[[R Statistics]]
## Install
(2021)
1. R from cran
2. Rstudio
3. Radian (ipython like)
## History
S - developed by John Chambers at Bell Labs 1976 using Fortran
White Book - Statistical Models in S (version 3 of S)
Early versions did not have statistical modeling.
1998 - rewritten in C
Green Book - Programming with Data (version 4 of S)1998
- Currently used
Philosophy of S is to be an interactive language "Slide gradually into programming"
R- is a free variant of S
Created by Ross Ihaka & Robert Gentleman
Base+ Packages (modular)
## Basics of R
### General Tips
- expression - stuff written on console
- `#` comment
- `<-` is assigning
- `:` operator creates sequence
- `?` before a function gets help
- `c()` = concatenate objects to form vectors
- `ls()` lists the name space
- `str` is powerful command to get info
- Coercion - type casting
- character>Numeric>logical i.e more generic
- `as.numeric(x)`
- ` as.logical(x)`
- `as.character(x)`
- `as.complex(x)`
- Cannot convert characters to logicals you get NA
- Object (everything in R)
- Objects have "attributes"
- All Objects have class - `class()` attribute tells you what it is like `type()` in python
- Basic object is a vector
- cannot have mixed types. All items have to be same class
- `vector()` to create vectors
- List
- can contain different types
- `x<-list(1, "a", TRUE)`
- [[]] -elements are marked with double brackets
Atomic classes
- R has 5 atomic classes
- Character (also strings)
- numeric (real numbers) (64bit)
- Integer
- complex `2+4i`
- Logical (`TRUE`/`FALSE`)
- Integer
- Suffix L `1L` will give an integer
- otherwise R makes it double precision
- 2 is numeric 2L is integer
- Integers are numerics not vice versa
- Numeric (real/float)
- Double precision
- Inf - infinity
- NaN - not a number
Attributes
- objects have attributes
- names, dimnames, dimensions, class, length
Matrix (it’s a type of vector)
- Also can be of only one class
`m<-matrix(1:6, nrow=2, ncol=3)`
- `rbind()` - adds rows
- `cbind()` -add columns
- Both command fill column first unless byrow=TRUE
- "recycling" happens if size is not appropriate
Factor -
- Categorical data
- Factors can be Ordered or unordered(Nominal or Ordinal)

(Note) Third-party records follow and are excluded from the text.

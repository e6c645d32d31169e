//! Configuration validation.
//!
//! # Responsibilities
//! - Semantic validation (serde handles syntactic)
//! - Check allow-lists are usable for enabled routes
//! - Validate value ranges (limits > 0, score within 0..=1)
//! - Check addresses and URLs parse
//!
//! # Design Decisions
//! - Returns all validation errors, not just first
//! - Validation is a pure function: GatewayConfig -> Result<(), Vec<ValidationError>>
//! - Runs before config is accepted into the system

use std::net::SocketAddr;

use url::Url;

use crate::config::schema::{GatewayConfig, RateLimitConfig};

/// A single semantic configuration error.
#[derive(Debug, Clone, PartialEq, Eq)]
pub struct ValidationError {
    /// Dotted path of the offending field, e.g. `captcha.min_score`.
    pub field: String,
    /// Human-readable description.
    pub message: String,
}

impl std::fmt::Display for ValidationError {
    fn fmt(&self, f: &mut std::fmt::Formatter<'_>) -> std::fmt::Result {
        write!(f, "{}: {}", self.field, self.message)
    }
}

fn err(field: &str, message: impl Into<String>) -> ValidationError {
    ValidationError {
        field: field.to_string(),
        message: message.into(),
    }
}

fn check_rate_limit(prefix: &str, rl: &RateLimitConfig, errors: &mut Vec<ValidationError>) {
    if rl.max == 0 {
        errors.push(err(&format!("{prefix}.rate_limit.max"), "must be > 0"));
    }
    if rl.window_secs == 0 {
        errors.push(err(
            &format!("{prefix}.rate_limit.window_secs"),
            "must be > 0",
        ));
    }
}

/// Validate a configuration, collecting every semantic error found.
pub fn validate_config(config: &GatewayConfig) -> Result<(), Vec<ValidationError>> {
    let mut errors = Vec::new();

    if config.listener.bind_address.parse::<SocketAddr>().is_err() {
        errors.push(err(
            "listener.bind_address",
            "not a valid socket address",
        ));
    }
    if config.listener.max_body_bytes == 0 {
        errors.push(err("listener.max_body_bytes", "must be > 0"));
    }

    if config.timeouts.request_secs == 0 {
        errors.push(err("timeouts.request_secs", "must be > 0"));
    }
    if config.timeouts.downstream_secs == 0 {
        errors.push(err("timeouts.downstream_secs", "must be > 0"));
    }

    for origin in &config.cors.allowed_origins {
        if Url::parse(origin).is_err() {
            errors.push(err(
                "cors.allowed_origins",
                format!("`{origin}` is not a valid origin URL"),
            ));
        }
    }

    if config.captcha.enabled {
        if config.captcha.secret_env.is_empty() {
            errors.push(err("captcha.secret_env", "must name an environment variable"));
        }
        if Url::parse(&config.captcha.verify_url).is_err() {
            errors.push(err("captcha.verify_url", "not a valid URL"));
        }
        if !(0.0..=1.0).contains(&config.captcha.min_score) {
            errors.push(err("captcha.min_score", "must be within 0.0 ..= 1.0"));
        }
        if config.captcha.allowed_actions.is_empty() {
            errors.push(err("captcha.allowed_actions", "must not be empty"));
        }
        check_rate_limit("captcha", &config.captcha.rate_limit, &mut errors);
    }

    if config.subscribe.enabled {
        if config.subscribe.api_key_env.is_empty() {
            errors.push(err(
                "subscribe.api_key_env",
                "must name an environment variable",
            ));
        }
        if Url::parse(&config.subscribe.base_url).is_err() {
            errors.push(err("subscribe.base_url", "not a valid URL"));
        }
        if config.subscribe.allowed_audiences.is_empty() {
            errors.push(err("subscribe.allowed_audiences", "must not be empty"));
        }
        check_rate_limit("subscribe", &config.subscribe.rate_limit, &mut errors);
    }

    if config.webhook.enabled {
        if config.webhook.secret_env.is_empty() {
            errors.push(err("webhook.secret_env", "must name an environment variable"));
        }
        if config.webhook.allowed_webhooks.is_empty() {
            errors.push(err("webhook.allowed_webhooks", "must not be empty"));
        }
        for target in &config.webhook.allowed_webhooks {
            if Url::parse(target).is_err() {
                errors.push(err(
                    "webhook.allowed_webhooks",
                    format!("`{target}` is not a valid URL"),
                ));
            }
        }
        check_rate_limit("webhook", &config.webhook.rate_limit, &mut errors);
    }

    if errors.is_empty() {
        Ok(())
    } else {
        Err(errors)
    }
}

#[cfg(test)]
mod tests {
    use super::*;

    fn valid_config() -> GatewayConfig {
        let mut config = GatewayConfig::default();
        config.subscribe.allowed_audiences = vec!["aud_1".into()];
        config.webhook.allowed_webhooks = vec!["https://hook.example/a".into()];
        config
    }

    #[test]
    fn accepts_valid_config() {
        assert!(validate_config(&valid_config()).is_ok());
    }

    #[test]
    fn rejects_zero_rate_limit() {
        let mut config = valid_config();
        config.captcha.rate_limit.max = 0;
        let errors = validate_config(&config).unwrap_err();
        assert!(errors.iter().any(|e| e.field == "captcha.rate_limit.max"));
    }

    #[test]
    fn rejects_out_of_range_score() {
        let mut config = valid_config();
        config.captcha.min_score = 1.5;
        let errors = validate_config(&config).unwrap_err();
        assert!(errors.iter().any(|e| e.field == "captcha.min_score"));
    }

    #[test]
    fn collects_all_errors() {
        let mut config = valid_config();
        config.captcha.min_score = -0.1;
        config.webhook.allowed_webhooks = vec!["not a url".into()];
        config.timeouts.downstream_secs = 0;
        let errors = validate_config(&config).unwrap_err();
        assert!(errors.len() >= 3, "expected all errors, got {errors:?}");
    }

    #[test]
    fn disabled_routes_skip_allow_list_checks() {
        let mut config = valid_config();
        config.webhook.enabled = false;
        config.webhook.allowed_webhooks.clear();
        assert!(validate_config(&config).is_ok());
    }
}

- `factor(c("yes", "yes", "no"), levels=c("yes", no))` <- create a factor list
- greater or less works with ordered
- Levels=c() option inside factor command lets you order
- Can be thought of integer values with "labels"
- First level it encouters is the "baseline level"
- Attributes
- `table()` - Gives a frequency table
- `unclass()` - Strips the class - shows the integer
- levels parameter in factor() can be used to set the order of the labels
Missing Values
- NA - undefined mathematical operations
- Can have classes - there are Integer NAs , char NA etc.
- NaN - numeric missing value
- NaN is also NA but not vice versa
- `good_df <- complete.cases(df)`
Data frame
- Key data type - tabular data
- Special type of list - each element of the list has the same length
- Each element of the list is a column and the length of the element is the number of rows
- Can store columns of different classes
- `row.names` attribute - each row can have a name
- can be imported by using `read.table()` or `read.csv()`
- Coorced to matrix by calling `data.matrix()`
`x<-data.frame(foo=1:4, bar=c(T,T,F,F))`
Reading stuff
- `read.table` and `read.csv` (kinda like pd.read_csv)
- `source` - like import in python (inverse of `dump`)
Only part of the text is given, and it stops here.